Is there a way for me to do the update manually, for instance?

RebeccaMahany commented 3 months ago

@ankon It looks like that fix has not made it into an osquery release yet -- I don't see it in 5.13.0, anyway -- so I don't think there's anything you can do manually at the moment. Will tag in @directionless for a better explanation of the osquery release process than I can give. 🙂

directionless commented 3 months ago

In general, Kolide uses the official osquery releases. This means our process is something like:

  1. Work to fixing osquery
  2. Osquery releases (roughly every 2 months)
  3. Kolide deploys osquery as a beta (roughly 1-2 weeks)
  4. Kolide deploys to stable

In this case, I know that osquery is talking about cutting a 5.13.2 release with this fix. Though I'm delaying that slightly, because there is another linux crash. I would estimate to see an osquery release deployed out in the next 2 weeks.

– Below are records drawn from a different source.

//! The packed entity record.
//!
//! A [`PackedEntity`] stores an entity as parallel arrays:
//!
//! ```text
//! component_ids          [ 1,     2   ]
//! component_field_counts [ 2,     1   ]   one byte per component
//! field_ids              [ 0, 1,  0   ]   one byte per field
//! field_values           [ 7,"x", true]   same positions as field_ids
//! ```
//!
//! The fields of component `i` start at the sum of the counts before it.
//! Counts and field ids are unsigned bytes and are always widened through
//! `usize::from`, so counts of 128 and above stay correct.
//!
//! Records are only ever assembled through [`PackedEntityBuilder`], which
//! pushes a component id, its count and its fields together. Records from
//! outside (disk, network) can be checked with [`PackedEntity::validate`].

use std::collections::HashSet;

use engine_component::{FieldId, FieldValue};
use serde::{Deserialize, Serialize};

use crate::error::PersistError;
use crate::id_table::ComponentId;

/// An entity packed for persistence or transfer.
#[derive(Debug, Clone, Default, PartialEq, Serialize, Deserialize)]
pub struct PackedEntity {
    /// Present iff the record is a delta against this prefab.
    parent_prefab_uri: Option<String>,
    /// Emitted components, in emission order.
    component_ids: Vec<ComponentId>,
    /// Field count of each emitted component.
    #[serde(with = "byte_string")]
    component_field_counts: Vec<u8>,
    /// Field ids of all emitted components, concatenated.
    #[serde(with = "byte_string")]
    field_ids: Vec<FieldId>,
    /// Field values, positionally matching `field_ids`.
    field_values: Vec<FieldValue>,
    /// Prefab components the entity no longer has (delta records only).
    removed_components: Vec<ComponentId>,
}

impl PackedEntity {
    /// The parent prefab URI of a delta record.
    #[must_use]
    pub fn parent_prefab_uri(&self) -> Option<&str> {
        self.parent_prefab_uri.as_deref()
    }

    /// Returns `true` if this record is a delta against a prefab.
    #[must_use]
    pub fn is_delta(&self) -> bool {
        self.parent_prefab_uri.is_some()
    }

    #[must_use]
    pub fn component_ids(&self) -> &[ComponentId] {
        &self.component_ids
    }

    #[must_use]
    pub fn component_field_counts(&self) -> &[u8] {
        &self.component_field_counts
    }

    #[must_use]
    pub fn field_ids(&self) -> &[FieldId] {
        &self.field_ids
    }

    #[must_use]
    pub fn field_values(&self) -> &[FieldValue] {
        &self.field_values
    }

    #[must_use]
    pub fn removed_components(&self) -> &[ComponentId] {
        &self.removed_components
    }

    /// Number of emitted components.
    #[must_use]
    pub fn component_count(&self) -> usize {
        self.component_ids.len()
    }

    /// Field count of the component at `index`, widened without sign.
    #[must_use]
    pub fn field_count(&self, index: usize) -> Option<usize> {
        self.component_field_counts
            .get(index)
            .map(|&count| usize::from(count))
    }

    /// Check the structural invariants of the record.
    ///
    /// - one count per component id;
    /// - as many field ids and field values as the counts add up to;
    /// - no component id emitted twice;
    /// - no id both emitted and listed as removed.
    ///
    /// # Errors
    ///
    /// Returns [`PersistError::MalformedRecord`] describing the first
    /// violation found.
    pub fn validate(&self) -> Result<(), PersistError> {
        if self.component_ids.len() != self.component_field_counts.len() {
            return Err(PersistError::MalformedRecord(format!(
                "{} component ids but {} field counts",
                self.component_ids.len(),
                self.component_field_counts.len()
            )));
        }

        let total: usize = self
            .component_field_counts
            .iter()
            .map(|&count| usize::from(count))
            .sum();
        if self.field_ids.len() != total || self.field_values.len() != total {
            return Err(PersistError::MalformedRecord(format!(
                "field counts add up to {total} but there are {} field ids and {} field values",
                self.field_ids.len(),
                self.field_values.len()
            )));
        }

        let mut seen = HashSet::with_capacity(self.component_ids.len());
        for &id in &self.component_ids {
            if !seen.insert(id) {
                return Err(PersistError::MalformedRecord(format!(
                    "component id {id} is emitted twice"
                )));
            }
        }
        if let Some(id) = self.removed_components.iter().find(|id| seen.contains(id)) {
            return Err(PersistError::MalformedRecord(format!(
                "component id {id} is both emitted and removed"
            )));
        }
        Ok(())
    }

    /// Iterate the emitted components with their slices of field ids and
    /// values.
    ///
    /// Iteration stops early if the record is truncated; call
    /// [`validate`](Self::validate) first to rule that out.
    #[must_use]
    pub fn components(&self) -> PackedComponents<'_> {
        PackedComponents {
            record: self,
            index: 0,
            field_pos: 0,
        }
    }
}

/// One emitted component of a [`PackedEntity`].
#[derive(Debug, Clone, Copy, PartialEq)]
pub struct PackedComponent<'a> {
    /// The component id.
    pub id: ComponentId,
    /// Field ids of this component.
    pub field_ids: &'a [FieldId],
    /// Field values of this component.
    pub field_values: &'a [FieldValue],
}

impl<'a> PackedComponent<'a> {
    /// `(field id, value)` pairs in record order.
    pub fn fields(&self) -> impl Iterator<Item = (FieldId, &'a FieldValue)> + use<'a> {
        self.field_ids
            .iter()
            .copied()
            .zip(self.field_values.iter())
    }

    /// Number of fields carried for this component.
    #[must_use]
    pub fn len(&self) -> usize {
        self.field_ids.len()
    }

    #[must_use]
    pub fn is_empty(&self) -> bool {
        self.field_ids.is_empty()
    }
}

/// Iterator returned by [`PackedEntity::components`].
#[derive(Debug, Clone)]
pub struct PackedComponents<'a> {
    record: &'a PackedEntity,
    index: usize,
    field_pos: usize,
}

impl<'a> Iterator for PackedComponents<'a> {
    type Item = PackedComponent<'a>;

    fn next(&mut self) -> Option<Self::Item> {
        let id = *self.record.component_ids.get(self.index)?;
        let count = self.record.field_count(self.index)?;
        let range = self.field_pos..self.field_pos + count;
        let field_ids = self.record.field_ids.get(range.clone())?;
        let field_values = self.record.field_values.get(range)?;

        self.index += 1;
        self.field_pos += count;
        Some(PackedComponent {
            id,
            field_ids,
            field_values,
        })
    }
}

/// Assembles a [`PackedEntity`] one component at a time.
#[derive(Debug, Default)]
pub struct PackedEntityBuilder {
    record: PackedEntity,
}

impl PackedEntityBuilder {
    #[must_use]
    pub fn new() -> Self {
        Self::default()
    }

    /// Mark the record as a delta against `uri`.
    pub fn set_parent_prefab_uri(&mut self, uri: impl Into<String>) -> &mut Self {
        self.record.parent_prefab_uri = Some(uri.into());
        self
    }

    /// Append a component with its fields.
    ///
    /// A component with no fields is allowed and still occupies a slot.
    ///
    /// # Errors
    ///
    /// Returns [`PersistError::FieldCountOverflow`] if more than 255 fields
    /// are given; the builder is left unchanged.
    pub fn push_component(
        &mut self,
        id: ComponentId,
        fields: Vec<(FieldId, FieldValue)>,
    ) -> Result<&mut Self, PersistError> {
        let count = u8::try_from(fields.len()).map_err(|_| PersistError::FieldCountOverflow {
            component_id: id,
            count: fields.len(),
        })?;

        self.record.component_ids.push(id);
        self.record.component_field_counts.push(count);
        for (field_id, value) in fields {
            self.record.field_ids.push(field_id);
            self.record.field_values.push(value);
        }
        Ok(self)
    }

    /// Record a prefab component the entity no longer has.
    pub fn push_removed(&mut self, id: ComponentId) -> &mut Self {
        self.record.removed_components.push(id);
        self
    }

    /// Number of components pushed so far.
    #[must_use]
    pub fn component_count(&self) -> usize {
        self.record.component_ids.len()
    }

    /// Finish the record.
    #[must_use]
    pub fn build(self) -> PackedEntity {
        self.record
    }
}

/// Serde adapter that writes `Vec<u8>` as a byte string (MessagePack `bin`)
/// instead of an array of integers, and accepts either form when reading.
mod byte_string {
    use std::fmt;

    use serde::de::{self, SeqAccess, Visitor};
    use serde::{Deserializer, Serializer};

    pub fn serialize<S: Serializer>(bytes: &[u8], serializer: S) -> Result<S::Ok, S::Error> {
        serializer.serialize_bytes(bytes)
    }

    pub fn deserialize<'de, D: Deserializer<'de>>(deserializer: D) -> Result<Vec<u8>, D::Error> {
        deserializer.deserialize_byte_buf(ByteStringVisitor)
    }

    struct ByteStringVisitor;

    impl<'de> Visitor<'de> for ByteStringVisitor {
        type Value = Vec<u8>;

        fn expecting(&self, f: &mut fmt::Formatter<'_>) -> fmt::Result {
            f.write_str("a byte string")
        }

        fn visit_bytes<E: de::Error>(self, v: &[u8]) -> Result<Vec<u8>, E> {
            Ok(v.to_vec())
        }

        fn visit_byte_buf<E: de::Error>(self, v: Vec<u8>) -> Result<Vec<u8>, E> {
            Ok(v)
        }

        fn visit_seq<A: SeqAccess<'de>>(self, mut seq: A) -> Result<Vec<u8>, A::Error> {
            let mut bytes = Vec::with_capacity(seq.size_hint().unwrap_or(0));
            while let Some(byte) = seq.next_element::<u8>()? {
                bytes.push(byte);
            }
            Ok(bytes)
        }
    }
}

RebeccaMahany commented 3 months ago

@ankon -- we just released osquery 5.13.1 to stable for Kolide. You should hopefully see this autoupdate about an hour, and it should resolve the segfault issue. Let us know how it works for you!

ankon commented 2 months ago

I can confirm that indeed no more segfaults in my dmesg. Thanks a lot!